Preciso, antes de mais nada, enaltecer o quão grato sou por ter o suporte familiar que tenho. Muito antes de sermos vítimas de uma epidemia em escala global, uma pandemia que neste momento já findou mais de 95 mil vidas apenas no Brasil, a arte e a cultura já eram negligenciadas e marginalizadas por aqui. Em 17 anos de carreira, eu sempre tive muito claro que ser arista no Brasil é entender nosso papel nesse cenário ao mesmo tempo que é entender a imensurável diferença entre fama e sucesso. Diante disso, sinto gratidão por ter o privilégio de ter uma família que me auxilia substancialmente nesse momento, e em especial, minha companheira e esposa, Fabienne Juffo, que por várias vezes segurou as pontas das finanças quando eu não pude, já que períodos de escassez de trabalhos remunerados sempre foram parte habitual na vida de um artista independente. É claro que nunca vivemos uma crise como essa, e nem de longe por um período tão extenso como esse, mas, graças a ela, pude me dar ao luxo de seguir o isolamento social em casa, de onde sigo produzindo e trabalhando, ainda que sem qualquer tipo de retorno financeiro, mas de alguma forma com mais ímpeto que antes, pois acredito que as pessoas precisam de arte e de música — agora mais do que nunca.

Desde que entramos nessa, vimos que o isolamento teve diversos reflexos nas pessoas. Enquanto uns não notaram muita diferença em seu cotidiano, alguns viram seus problemas com depressão sendo amplificados, outros passaram por crises de ansiedade e mais. Como tem sido a sua adaptação a esse período?
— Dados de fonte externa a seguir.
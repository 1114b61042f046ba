//! CLI subcommand implementations for the doctar-sitemap binary.

pub mod generate_cmd;
pub mod output;
pub mod print_cmd;
pub mod static_cmd;

use tracing_subscriber::EnvFilter;

/// Install the global tracing subscriber, logging to stderr.
///
/// `RUST_LOG` wins; otherwise `doctar_sitemap=info` (`warn` when quiet).
pub fn init_tracing(mode: output::OutputMode) {
    let default = if mode.quiet {
        "doctar_sitemap=warn"
    } else {
        "doctar_sitemap=info"
    };
    let filter = EnvFilter::try_from_default_env().unwrap_or_else(|_| EnvFilter::new(default));

    let builder = tracing_subscriber::fmt()
        .with_env_filter(filter)
        .with_writer(std::io::stderr)
        .with_target(false);

    // try_init: tests and embedders may already have a subscriber.
    let _ = if mode.json {
        builder.json().try_init()
    } else {
        builder.try_init()
    };
}
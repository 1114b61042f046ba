use clap::error::ErrorKind;
use clap::{Parser, Subcommand};
use doctar_sitemap::cli::output::{OutputMode, Styled};
use doctar_sitemap::cli::{self, generate_cmd, print_cmd, static_cmd};
use doctar_sitemap::config::{ConfigOverrides, SitemapConfig};
use std::path::PathBuf;
use std::process::ExitCode;
use tracing::info;

#[derive(Parser, Debug)]
#[command(
    name = "doctar-sitemap",
    version,
    about = "Generate sitemap XML for doctar.in",
    after_help = "Environment: FRONTEND_URL / VITE_FRONTEND_URL (base URL), \
                  SITEMAP_BLOGS_URL, SITEMAP_DOCTORS_URL, SITEMAP_FETCH_TIMEOUT_MS, RUST_LOG"
)]
struct Cli {
    #[arg(long, global = true, help = "Base URL for every <loc> (default https://doctar.in)")]
    base_url: Option<String>,
    #[arg(long, global = true, help = "Output directory (default public)")]
    out_dir: Option<PathBuf>,
    #[arg(long, global = true, help = "Output machine-readable JSON")]
    json: bool,
    #[arg(long, short, global = true, help = "Only print errors")]
    quiet: bool,
    #[command(subcommand)]
    command: Option<Commands>,
}

#[derive(Subcommand, Debug)]
enum Commands {
    /// Write sitemap.xml as an index plus one file per category (default)
    Generate {
        #[arg(long, help = "Write one complete sitemap.xml instead of an index")]
        single: bool,
    },
    /// Write one sitemap.xml from the built-in route tables, no network
    Static,
    /// Print the complete sitemap XML to stdout
    Print,
}

#[tokio::main]
async fn main() -> ExitCode {
    let cli = match Cli::try_parse() {
        Ok(cli) => cli,
        Err(e) => {
            let _ = e.print();
            return match e.kind() {
                ErrorKind::DisplayHelp | ErrorKind::DisplayVersion => ExitCode::SUCCESS,
                _ => ExitCode::FAILURE,
            };
        }
    };

    let mode = OutputMode {
        json: cli.json,
        quiet: cli.quiet,
    };
    cli::init_tracing(mode);

    let config = SitemapConfig::resolve(ConfigOverrides {
        base_url: cli.base_url,
        out_dir: cli.out_dir,
    });
    info!("doctar-sitemap v{} for {}", env!("CARGO_PKG_VERSION"), config.base_url);

    let result = match cli.command.unwrap_or(Commands::Generate { single: false }) {
        Commands::Generate { single } => generate_cmd::run(&config, single, mode).await,
        Commands::Static => static_cmd::run(&config, mode),
        Commands::Print => print_cmd::run(&config).await,
    };

    match result {
        Ok(()) => ExitCode::SUCCESS,
        Err(e) => {
            eprintln!("  {} {e:#}", Styled::new().fail_sym());
            ExitCode::FAILURE
        }
    }
}
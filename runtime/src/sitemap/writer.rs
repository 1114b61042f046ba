//! Render sitemap documents as sitemap-protocol XML.

use super::types::{format_lastmod, SitemapDocument, SitemapIndexDocument, UrlRecord, SITEMAP_NAMESPACE};
use crate::error::{Result, SitemapError};
use quick_xml::events::{BytesDecl, BytesEnd, BytesStart, BytesText, Event};
use quick_xml::Writer;

type XmlWriter = Writer<Vec<u8>>;

/// Render a `<urlset>` document.
///
/// Optional fields are omitted when unset, never emitted empty.
pub fn render_urlset(doc: &SitemapDocument, base_url: &str) -> Result<String> {
    let mut writer = start_document(doc.comment.as_deref())?;

    emit(
        &mut writer,
        Event::Start(BytesStart::new("urlset").with_attributes([("xmlns", SITEMAP_NAMESPACE)])),
    )?;
    for record in &doc.urls {
        write_url(&mut writer, record, base_url)?;
    }
    emit(&mut writer, Event::End(BytesEnd::new("urlset")))?;

    Ok(finish(writer))
}

/// Render a `<sitemapindex>` pointing at `{base_url}/{filename}` children.
pub fn render_index(index: &SitemapIndexDocument, base_url: &str) -> Result<String> {
    let mut writer = start_document(None)?;
    let base = base_url.trim_end_matches('/');

    emit(
        &mut writer,
        Event::Start(BytesStart::new("sitemapindex").with_attributes([("xmlns", SITEMAP_NAMESPACE)])),
    )?;
    for entry in &index.entries {
        emit(&mut writer, Event::Start(BytesStart::new("sitemap")))?;
        text_element(&mut writer, "loc", &format!("{base}/{}", entry.filename))?;
        text_element(&mut writer, "lastmod", &format_lastmod(&entry.lastmod))?;
        emit(&mut writer, Event::End(BytesEnd::new("sitemap")))?;
    }
    emit(&mut writer, Event::End(BytesEnd::new("sitemapindex")))?;

    Ok(finish(writer))
}

fn start_document(comment: Option<&str>) -> Result<XmlWriter> {
    let mut writer = Writer::new_with_indent(Vec::new(), b' ', 2);
    emit(&mut writer, Event::Decl(BytesDecl::new("1.0", Some("UTF-8"), None)))?;
    if let Some(comment) = comment {
        let body = format!(" {} ", comment_body(comment));
        emit(&mut writer, Event::Comment(BytesText::from_escaped(body)))?;
    }
    Ok(writer)
}

/// Break up every run of dashes; XML comments may not contain "--".
fn comment_body(comment: &str) -> String {
    let mut out = String::with_capacity(comment.len() + 2);
    let mut prev_dash = false;
    for c in comment.chars() {
        if c == '-' && prev_dash {
            out.push(' ');
        }
        prev_dash = c == '-';
        out.push(c);
    }
    out
}

fn emit(writer: &mut XmlWriter, event: Event<'_>) -> Result<()> {
    writer.write_event(event).map_err(SitemapError::Xml)
}

fn write_url(writer: &mut XmlWriter, record: &UrlRecord, base_url: &str) -> Result<()> {
    emit(writer, Event::Start(BytesStart::new("url")))?;
    text_element(writer, "loc", &record.loc(base_url))?;
    if let Some(lastmod) = &record.lastmod {
        text_element(writer, "lastmod", &format_lastmod(lastmod))?;
    }
    if let Some(changefreq) = record.changefreq {
        text_element(writer, "changefreq", changefreq.as_str())?;
    }
    if let Some(priority) = record.priority {
        text_element(writer, "priority", &priority.to_string())?;
    }
    emit(writer, Event::End(BytesEnd::new("url")))?;
    Ok(())
}

fn text_element(writer: &mut XmlWriter, name: &str, text: &str) -> Result<()> {
    writer
        .create_element(name)
        .write_text_content(BytesText::new(text))
        .map_err(SitemapError::Xml)?;
    Ok(())
}

fn finish(writer: XmlWriter) -> String {
    let mut xml = String::from_utf8_lossy(&writer.into_inner()).into_owned();
    xml.push('\n');
    xml
}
Da minha perspectiva, sempre achei que a pessoa artista fosse mais vulnerável a essas condições, por acreditar que, enquanto artistas, sofremos de um sentir mais sensível que pessoas de outros fazeres. E isso em parte vinha da minha própria experiência de vida, já que apenas de ser conhecido por familiares e amigos como uma pessoa brincalhona, nunca escondi o quão melancólico sou e isso é facilmente conferido pelas minhas canções. Costumo dizer que, se você quer me conhecer, é só ouvir as canções que escrevo — estou todo ali. É certo que acontecimentos traumáticos que podem acontecer a qualquer um trazem uma outra perspectiva num âmbito mais patológico, e com isso sempre busquei ter cuidado pra não tecer autodiagnósticos e nem acabar influenciando alguém ao mesmo. Apesar de só ter feito terapia uma vez, sempre respeitei este método de tratamento e a importância de se cuidar da mente como buscamos cuidar do corpo. De certo que este isolamento forçado é um desafio difícil, mas novamente me sinto afortunado, pois no trabalho consigo externar parte dos meus dilemas e ao mesmo tempo criar algo que pode de repente ajudar outra pessoa que esteja passando por uma dificuldade parecida. Na real, desde que eu busquei me entender como artista solo, após um período de 10 anos com uma banda, descobri que meu propósito na música, mais até que entretê-las é fazer com que [as pessoas] se sintam bem com elas mesmas.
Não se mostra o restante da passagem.